HOW TO COMPLETE THIS TASK =
Go through the records below and copy out every line holding "adapters".

Records excerpted from a collection:
::::::::::
//! High-level API for prime filtering.
//!
//! ## Purpose
//!
//! This module provides the primary user-facing entry point. It implements a
//! fluent builder for configuring a filter pass and choosing an execution
//! adapter.
//!
//! ## Design notes
//!
//! * **Ergonomic**: Fluent builder with sensible defaults for all parameters.
//! * **Polymorphic**: Uses marker types to transition to adapter builders.
//! * **Validated**: Parameters are validated when `.build()` is called.
//! * **Type-Safe**: Generic over primitive integer types.
//!
//! ### Configuration Flow
//!
//! 1. Create a [`PrimesBuilder`] via `Primes::new()`.
//! 2. Chain configuration methods (`.chunk_size()`, `.threads()`, etc.).
//! 3. Select an adapter via `.adapter(Adapter::Batch)` to get an execution builder.

// External dependencies
use num_traits::PrimInt;

// Internal dependencies
use crate::adapters::batch::BatchPrimesBuilder;
use crate::engine::executor::{FilterPassFn, PredicateFn};

// Publicly re-exported types
pub use crate::algorithms::primality::is_prime;
pub use crate::engine::output::{PrimeResult, Strategy};
pub use crate::primitives::candidates::candidates;
pub use crate::primitives::collector::Collector;
pub use crate::primitives::errors::PrimesError;

/// Marker types for selecting execution adapters.
#[allow(non_snake_case)]
pub mod Adapter {
    pub use super::Batch;
}

/// Fluent builder for configuring filter passes and execution modes.
#[derive(Debug, Clone)]
pub struct PrimesBuilder<T> {
    /// Candidates per work unit.
    pub chunk_size: Option<usize>,

    /// Worker thread count.
    pub threads: Option<usize>,

    /// Concurrent container for parallel passes.
    pub collector: Option<Collector>,

    /// Per-candidate predicate (default: `is_prime`).
    pub predicate: Option<PredicateFn<T>>,

    // ======================================
    // DEV
    // ======================================
    /// Custom filter pass function.
    #[doc(hidden)]
    pub custom_filter_pass: Option<FilterPassFn<T>>,

    /// Parallel execution hint.
    #[doc(hidden)]
    pub parallel: Option<bool>,

    /// Tracks if any parameter was set multiple times (for validation).
    #[doc(hidden)]
    pub duplicate_param: Option<&'static str>,
}

impl<T: PrimInt> Default for PrimesBuilder<T> {
    fn default() -> Self {
        Self::new()
    }
}

impl<T: PrimInt> PrimesBuilder<T> {
    /// Select an execution adapter to transition to an execution builder.
    pub fn adapter<A>(self, _adapter: A) -> A::Output
    where
        A: PrimesAdapter<T>,
    {
        A::convert(self)
    }

    /// Create a new builder with default settings.
    pub fn new() -> Self {
        Self {
            chunk_size: None,
            threads: None,
            collector: None,
            predicate: None,
            custom_filter_pass: None,
            parallel: None,
            duplicate_param: None,
        }
    }

    /// Set the number of candidates per work unit.
    pub fn chunk_size(mut self, chunk_size: usize) -> Self {
        if self.chunk_size.is_some() {
            self.duplicate_param = Some("chunk_size");
        }
        self.chunk_size = Some(chunk_size);
        self
    }

    /// Set the number of worker threads for parallel passes.
    pub fn threads(mut self, threads: usize) -> Self {
        if self.threads.is_some() {
            self.duplicate_param = Some("threads");
        }
        self.threads = Some(threads);
        self
    }

    /// Set the concurrent result container for parallel passes.
    pub fn collector(mut self, collector: Collector) -> Self {
        if self.collector.is_some() {
            self.duplicate_param = Some("collector");
        }
        self.collector = Some(collector);
        self
    }

    /// Replace the per-candidate predicate.
    pub fn predicate(mut self, predicate: PredicateFn<T>) -> Self {
        if self.predicate.is_some() {
            self.duplicate_param = Some("predicate");
        }
        self.predicate = Some(predicate);
        self
    }

    // ++++++++++++++++++++++++++++++++++++++
    // +               DEV                  +
    // ++++++++++++++++++++++++++++++++++++++

    /// Set parallel execution hint.
    #[doc(hidden)]
    pub fn parallel(mut self, parallel: bool) -> Self {
        if self.parallel.is_some() {
            self.duplicate_param = Some("parallel");
        }
        self.parallel = Some(parallel);
        self
    }

    /// Set a custom filter pass function.
    #[doc(hidden)]
    pub fn custom_filter_pass(mut self, pass: FilterPassFn<T>) -> Self {
        self.custom_filter_pass = Some(pass);
        self
    }
}

// ============================================================================
// Adapter Trait
// ============================================================================

/// Conversion from the generic builder into an adapter-specific builder.
pub trait PrimesAdapter<T> {
    /// Adapter-specific builder type.
    type Output;

    /// Convert a configured `PrimesBuilder`.
    fn convert(builder: PrimesBuilder<T>) -> Self::Output;
}

/// Marker for in-memory batch processing.
#[derive(Debug, Clone, Copy)]
pub struct Batch;

impl<T: PrimInt> PrimesAdapter<T> for Batch {
    type Output = BatchPrimesBuilder<T>;

    fn convert(builder: PrimesBuilder<T>) -> Self::Output {
        let mut result = BatchPrimesBuilder::default();

        if let Some(chunk_size) = builder.chunk_size {
            result = result.chunk_size(chunk_size);
        }
        if let Some(threads) = builder.threads {
            result = result.threads(threads);
        }
        if let Some(collector) = builder.collector {
            result = result.collector(collector);
        }
        if let Some(predicate) = builder.predicate {
            result = result.predicate(predicate);
        }
        if let Some(pass) = builder.custom_filter_pass {
            result = result.custom_filter_pass(pass);
        }

        // Set parallel mode (core crate defaults to sequential)
        result.parallel = Some(builder.parallel.unwrap_or(false));
        result.duplicate_param = builder.duplicate_param;

        result
    }
}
::::::::::
YOUR SOLUTION =
use crate::adapters::batch::BatchPrimesBuilder;
/// Marker types for selecting execution adapters.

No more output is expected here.